ACTIVITY – Of all the lines in the records below, copy only those that contain the string "intro".

[Saved entries]

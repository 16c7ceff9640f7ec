//! Data models that flow through the poem pipeline.
//!
//! - [`SourceDocument`]: raw upstream response, discarded after extraction
//! - [`RawFields`]: title/author/body as located in the document, not yet cleaned
//! - [`BodyMarkup`]: the unresolved body, either markup or pre-split lines
//! - [`PoemRecord`]: the normalized, immutable result that gets cached

use serde::Serialize;

/// Title used when the source has no title node.
pub const UNTITLED: &str = "Untitled";
/// Author used when the source has no author node.
pub const UNKNOWN_AUTHOR: &str = "Unknown";

/// Shape of an upstream response body.
#[derive(Debug, Clone, Copy, PartialEq, Eq, Serialize)]
#[serde(rename_all = "lowercase")]
pub enum DocumentKind {
    Html,
    Json,
}

impl DocumentKind {
    /// Guess the document kind from a `Content-Type` header value.
    ///
    /// Anything that does not announce JSON is treated as HTML.
    pub fn from_content_type(content_type: Option<&str>) -> Self {
        match content_type {
            Some(ct) if ct.to_ascii_lowercase().contains("json") => DocumentKind::Json,
            _ => DocumentKind::Html,
        }
    }
}

/// A raw upstream response.
#[derive(Debug, Clone)]
pub struct SourceDocument {
    /// The URL the document was fetched from.
    pub url: String,
    /// HTML or JSON, from the response's content type.
    pub kind: DocumentKind,
    /// The response body as text.
    pub body: String,
}

/// Unresolved poem body as located by an extractor.
#[derive(Debug, Clone, PartialEq, Eq)]
pub enum BodyMarkup {
    /// Inner HTML of the body container.
    Html(String),
    /// Lines as delivered by a JSON source; each entry is one logical line.
    Lines(Vec<String>),
    /// A single joined string with `\n` separators.
    Text(String),
}

/// Fields located by an extractor. Optional fields fall back to sentinels
/// during normalization.
#[derive(Debug, Clone, PartialEq, Eq)]
pub struct RawFields {
    pub title: Option<String>,
    pub author: Option<String>,
    pub body: BodyMarkup,
}

/// A normalized poem, ready for chunking and delivery.
///
/// `body_lines` is never empty: a record is only built after normalization
/// produced at least one line. Blank entries are stanza breaks.
#[derive(Debug, Clone, PartialEq, Eq, Serialize)]
pub struct PoemRecord {
    pub title: String,
    pub author: String,
    pub body_lines: Vec<String>,
    pub source_url: Option<String>,
}

impl PoemRecord {
    /// The body as one string, lines joined with `\n`.
    pub fn body_text(&self) -> String {
        self.body_lines.join("\n")
    }

    /// The intro message sent ahead of the body.
    ///
    /// `**{title}** by *{author}*`, with the source URL on a second line in
    /// angle brackets when `with_url` is set and a URL is known.
    pub fn intro(&self, with_url: bool) -> String {
        let mut intro = format!("**{}** by *{}*", self.title, self.author);
        if with_url {
            if let Some(url) = &self.source_url {
                intro.push_str(&format!("\n<{}>", url));
            }
        }
        intro
    }
}
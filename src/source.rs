//! The poem source: fetch, extract, normalize.
//!
//! [`PoemSource`] is the seam the dispatcher depends on; [`Pipeline`] is the
//! real implementation built from [`SourceConfig`]. Each call makes one or
//! two upstream requests (two when the endpoint is an index page that links
//! to the poem) and no retries.

use crate::config::SourceConfig;
use crate::error::{ConfigError, PipelineError};
use crate::extractors::Extractor;
use crate::fetcher::Fetcher;
use crate::models::{PoemRecord, RawFields, UNKNOWN_AUTHOR, UNTITLED};
use crate::normalizer::normalize;
use tracing::{info, instrument};
use url::Url;

/// Something that can produce today's poem.
pub trait PoemSource {
    async fn fetch_poem(&self) -> Result<PoemRecord, PipelineError>;
}

/// Fetcher, extractor, and normalizer for one configured endpoint.
#[derive(Debug)]
pub struct Pipeline {
    endpoint: String,
    fetcher: Fetcher,
    extractor: Extractor,
}

impl Pipeline {
    pub fn from_config(config: &SourceConfig) -> Result<Self, ConfigError> {
        Url::parse(&config.endpoint).map_err(|_| ConfigError::Endpoint(config.endpoint.clone()))?;
        Ok(Self {
            endpoint: config.endpoint.clone(),
            fetcher: Fetcher::new(config)?,
            extractor: Extractor::from_config(&config.extractor)?,
        })
    }
}

impl PoemSource for Pipeline {
    #[instrument(level = "info", skip(self), fields(endpoint = %self.endpoint, extractor = self.extractor.name()))]
    async fn fetch_poem(&self) -> Result<PoemRecord, PipelineError> {
        let first = self.fetcher.fetch(&self.endpoint).await?;

        let (doc, source_url) = match self.extractor.poem_link(&first)? {
            Some(link) => (self.fetcher.fetch(&link).await?, Some(link)),
            None => (first, None),
        };

        let raw = self.extractor.extract(&doc)?;
        let record = build_record(raw, source_url)?;
        info!(
            title = %record.title,
            author = %record.author,
            lines = record.body_lines.len(),
            "Poem ready"
        );
        Ok(record)
    }
}

/// Normalize extracted fields into a record, filling sentinel title/author.
///
/// # Errors
///
/// [`PipelineError::EmptyBody`] when normalization leaves no lines.
pub fn build_record(raw: RawFields, source_url: Option<String>) -> Result<PoemRecord, PipelineError> {
    let body_lines = normalize(&raw.body)
        .into_lines()
        .ok_or(PipelineError::EmptyBody)?;
    Ok(PoemRecord {
        title: raw.title.unwrap_or_else(|| UNTITLED.to_string()),
        author: raw.author.unwrap_or_else(|| UNKNOWN_AUTHOR.to_string()),
        body_lines,
        source_url,
    })
}
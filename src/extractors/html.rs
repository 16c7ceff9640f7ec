//! CSS-selector extraction for HTML pages.
//!
//! Defaults target the Poetry Foundation layout: the poem-of-the-day page
//! links to the poem page, where the title is `h4.type-gamma`, the author is
//! the last `span` inside `div.type-kappa`, and the body is `div.rich-text`.

use crate::config::HtmlSelectors;
use crate::error::{ConfigError, PipelineError};
use crate::models::{BodyMarkup, RawFields, SourceDocument};
use crate::utils::clean_inline;
use scraper::{ElementRef, Html, Selector};
use tracing::{debug, instrument};
use url::Url;

#[derive(Debug)]
pub struct HtmlExtractor {
    link: Option<Selector>,
    title: Selector,
    author: Selector,
    author_inner: Option<Selector>,
    body: Selector,
}

fn parse_selector(field: &'static str, raw: &str) -> Result<Selector, ConfigError> {
    Selector::parse(raw).map_err(|e| ConfigError::Selector {
        field,
        reason: e.to_string(),
    })
}

fn element_text(element: ElementRef<'_>) -> Option<String> {
    clean_inline(&element.text().collect::<String>())
}

impl HtmlExtractor {
    pub fn new(selectors: &HtmlSelectors) -> Result<Self, ConfigError> {
        Ok(Self {
            link: selectors
                .link
                .as_deref()
                .map(|s| parse_selector("link", s))
                .transpose()?,
            title: parse_selector("title", &selectors.title)?,
            author: parse_selector("author", &selectors.author)?,
            author_inner: selectors
                .author_inner
                .as_deref()
                .map(|s| parse_selector("author_inner", s))
                .transpose()?,
            body: parse_selector("body", &selectors.body)?,
        })
    }

    /// Find the poem link on an index page and resolve it against the page URL.
    ///
    /// # Errors
    ///
    /// [`PipelineError::Extraction`] if the link node is missing, has no
    /// `href`, or the `href` cannot be resolved.
    #[instrument(level = "debug", skip_all, fields(url = %doc.url))]
    pub fn poem_link(&self, doc: &SourceDocument) -> Result<Option<String>, PipelineError> {
        let Some(link) = &self.link else {
            return Ok(None);
        };
        let not_found = || PipelineError::Extraction("poem link not found".to_string());

        let document = Html::parse_document(&doc.body);
        let href = document
            .select(link)
            .next()
            .and_then(|el| el.value().attr("href"))
            .ok_or_else(not_found)?;

        let resolved = Url::parse(&doc.url)
            .and_then(|base| base.join(href))
            .map_err(|_| not_found())?;
        debug!(%resolved, "Resolved poem link");
        Ok(Some(resolved.to_string()))
    }

    pub fn extract(&self, doc: &SourceDocument) -> Result<RawFields, PipelineError> {
        let document = Html::parse_document(&doc.body);

        let title = document.select(&self.title).next().and_then(element_text);

        let author = document.select(&self.author).next().and_then(|node| {
            let inner = self
                .author_inner
                .as_ref()
                .and_then(|inner| node.select(inner).last());
            element_text(inner.unwrap_or(node))
        });

        let body = document
            .select(&self.body)
            .next()
            .ok_or_else(|| PipelineError::Extraction("body not found".to_string()))?;

        Ok(RawFields {
            title,
            author,
            body: BodyMarkup::Html(body.inner_html()),
        })
    }
}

RESPONSE TO THIS EXERCISE –
    /// The intro message sent ahead of the body.
    pub fn intro(&self, with_url: bool) -> String {
        let mut intro = format!("**{}** by *{}*", self.title, self.author);
                intro.push_str(&format!("\n<{}>", url));
        intro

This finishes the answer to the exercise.